When I first started wearing dresses again, it felt like coming home. I’ve always felt like a girl. Femme Feminine. Well, outside of the misinterpreted year that feminism encouraged me to question all assumptions. I stopped wearing skirts and dresses and threw out my Barbies. I stopped shaving my legs. And then, thank God, I found the garden path back to dresses.
There’s a photograph of me as an infant — a pistil in the center of petals shaped like dresses. But the first dress I remember is one my parents brought back from Hawaii for me. It was a sundress made of cotton, with a skirt that reached my pudgy toddler knees and a top that haltered and tied at the back of my neck. There are pictures of me in this blue, purple and pink dress. It’s very retro and completely back in fashion. My best friend Kim’s daughter, Lily, wore it at her first birthday party.
My family took a trip to Disneyland when I was five. It was an adventure that has carved a permanent niche in my brain. A vacation full of new sights, sounds, smells and experiences.

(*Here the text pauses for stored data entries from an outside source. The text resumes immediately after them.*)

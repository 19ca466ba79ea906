use decom_core::{CommandError, CommandExecutor, DeviceId, HostAffinity};

/// Builds the cluster admin commands the sequencer issues.
pub struct CephAdmin<'a> {
    executor: &'a dyn CommandExecutor,
    ceph_binary: String,
}

impl<'a> CephAdmin<'a> {
    pub fn new(executor: &'a dyn CommandExecutor, ceph_binary: impl Into<String>) -> Self {
        Self {
            executor,
            ceph_binary: ceph_binary.into(),
        }
    }

    pub fn mark_out(&self, id: DeviceId) -> Result<String, CommandError> {
        let daemon = id.daemon_name();
        self.ceph(&["osd", "out", &daemon])
    }

    pub fn purge(&self, id: DeviceId) -> Result<String, CommandError> {
        let daemon = id.daemon_name();
        self.ceph(&["osd", "purge", &daemon, "--force", "--yes-i-really-mean-it"])
    }

    /// Fails while other devices are still placed under the host.
    pub fn remove_crush_host(&self, host: &HostAffinity) -> Result<String, CommandError> {
        self.ceph(&["osd", "crush", "rm", host.as_str()])
    }

    fn ceph(&self, args: &[&str]) -> Result<String, CommandError> {
        self.executor.execute_with_output(&self.ceph_binary, args)
    }
}
use decom_core::{CommandError, CommandExecutor};
use std::process::Command;
use tracing::debug;

/// Runs cluster tools as child processes with a fixed extra environment.
#[derive(Debug, Clone, Default)]
pub struct ProcessExecutor {
    env: Vec<(String, String)>,
}

impl ProcessExecutor {
    pub fn new() -> Self {
        Self::default()
    }

    pub fn with_env(mut self, key: impl Into<String>, value: impl Into<String>) -> Self {
        self.env.push((key.into(), value.into()));
        self
    }
}

impl CommandExecutor for ProcessExecutor {
    fn execute_with_output(&self, program: &str, args: &[&str]) -> Result<String, CommandError> {
        let command = render_command(program, args);
        debug!(command = %command, "running command");
        let output = Command::new(program)
            .args(args)
            .envs(self.env.iter().map(|(k, v)| (k.as_str(), v.as_str())))
            .output()
            .map_err(|err| CommandError::new(&command, "", format!("failed to start: {}", err)))?;

        let stdout = String::from_utf8_lossy(&output.stdout).into_owned();
        // Success returns stdout alone so JSON output parses cleanly.
        if output.status.success() {
            return Ok(stdout);
        }

        let stderr = String::from_utf8_lossy(&output.stderr);
        let mut combined = stdout;
        if !stderr.trim().is_empty() {
            if !combined.is_empty() && !combined.ends_with('\n') {
                combined.push('\n');
            }
            combined.push_str(&stderr);
        }
        let message = match output.status.code() {
            Some(code) => format!("exit status {}", code),
            None => "terminated by signal".to_string(),
        };
        Err(CommandError::new(command, combined, message))
    }
}

pub fn render_command(program: &str, args: &[&str]) -> String {
    let mut rendered = program.to_string();
    for arg in args {
        rendered.push(' ');
        rendered.push_str(arg);
    }
    rendered
}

I was thrilled to meet my hero, Mickey Mouse, suffered through a drive across the desert, was terrified by the fireworks, defended my mother’s purse at all costs from the train robber at Knott’s Berry Farm and survived a near death experience with a shark at Universal Studios.
I also got a new dress. It hangs in my second born’s closet now – 32 years later. It looks a bit like a memory. The linen cotton fabric with a light purple and pink floral print is thinned a bit with age and there is a small tear in the Alice-in-Wonderland sleeve. But the skirt is still full and the pleats still girlish. It is the second most important dress in my life.

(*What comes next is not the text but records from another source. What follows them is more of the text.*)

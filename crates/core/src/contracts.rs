//! Collaborators the orchestrator drives. Production adapters live in
//! `decom-host-linux`; tests substitute recording fakes.

use crate::{
    CommandError, ConfigWriteError, DeviceId, DeviceLiveness, HostAffinity, QueryError,
    WorkloadError,
};
use std::fmt;
use std::sync::Arc;

/// Fresh, uncached view of the topology map.
pub trait ClusterStateQuery: Send + Sync {
    fn device_liveness(&self, id: DeviceId) -> Result<DeviceLiveness, QueryError>;

    fn host_affinity(&self, id: DeviceId) -> Result<HostAffinity, QueryError>;
}

/// Blocking round-trip to the cluster control plane. Timeouts and retries
/// are the implementation's concern.
pub trait CommandExecutor: Send + Sync {
    fn execute_with_output(&self, program: &str, args: &[&str]) -> Result<String, CommandError>;
}

impl<T: CommandExecutor + ?Sized> CommandExecutor for Arc<T> {
    fn execute_with_output(&self, program: &str, args: &[&str]) -> Result<String, CommandError> {
        (**self).execute_with_output(program, args)
    }
}

#[derive(Debug, Clone, Copy, PartialEq, Eq)]
pub enum WorkloadKind {
    Deployment,
    Job,
    PersistentVolumeClaim,
}

impl WorkloadKind {
    pub fn resource(self) -> &'static str {
        match self {
            Self::Deployment => "deployment",
            Self::Job => "job",
            Self::PersistentVolumeClaim => "pvc",
        }
    }
}

impl fmt::Display for WorkloadKind {
    fn fmt(&self, f: &mut fmt::Formatter<'_>) -> fmt::Result {
        f.write_str(self.resource())
    }
}

pub trait WorkloadManager: Send + Sync {
    /// Deleting an absent workload reports `WorkloadError::NotFound`.
    fn delete_workload(&self, namespace: &str, kind: WorkloadKind, name: &str) -> Result<(), WorkloadError>;

    /// Claim backing the given deployment, if it runs on one.
    fn backing_claim(&self, namespace: &str, deployment: &str) -> Result<Option<String>, WorkloadError>;
}

pub trait ConfigMaterializer: Send + Sync {
    fn write_cluster_config(&self) -> Result<(), ConfigWriteError>;
}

When I was 18, I went to Europe with my parents. It was a three-week whirlwind trip that had us bouncing from the UK to Paris to Germany to Wales. I spent time with both of my parents and had a particularly delightful time with my father in Wales, where we visited my Aunt Jenny and Uncle Harold. They were Jack Sprat and his wife who could eat no lean.
Uncle Harold was a terrible driver — fast and unpredictable. Our road touring was more exciting than an amusement park ride and the stop-at-the-side-of-the-road tea breaks were a welcome, though odd, event. Before we left on this trip my Dad and I went for coffee at Heartland — a fabulous coffee house in Calgary. Heartland had a store that sold Cornell Trading dresses, candles, picture frames, knick knacks, books and music. I fell in love with another sun dress. It was light cotton, the fabric was Nepalese, and it buttoned at the back in a crossover fashion.
My Dad bought it for me. I wore it throughout our trip to Europe. I took it to Victoria with me when I started school at the University of Victoria and it finally wore out when I hiked in it through the Himalayas when I was 20.
My wedding dress is still the most important dress in my life. But perhaps its greatest significance is that it – like all my dresses — marks another stage in my life. And it is the most extravagant gesture in a long line of gestures from my loving parents.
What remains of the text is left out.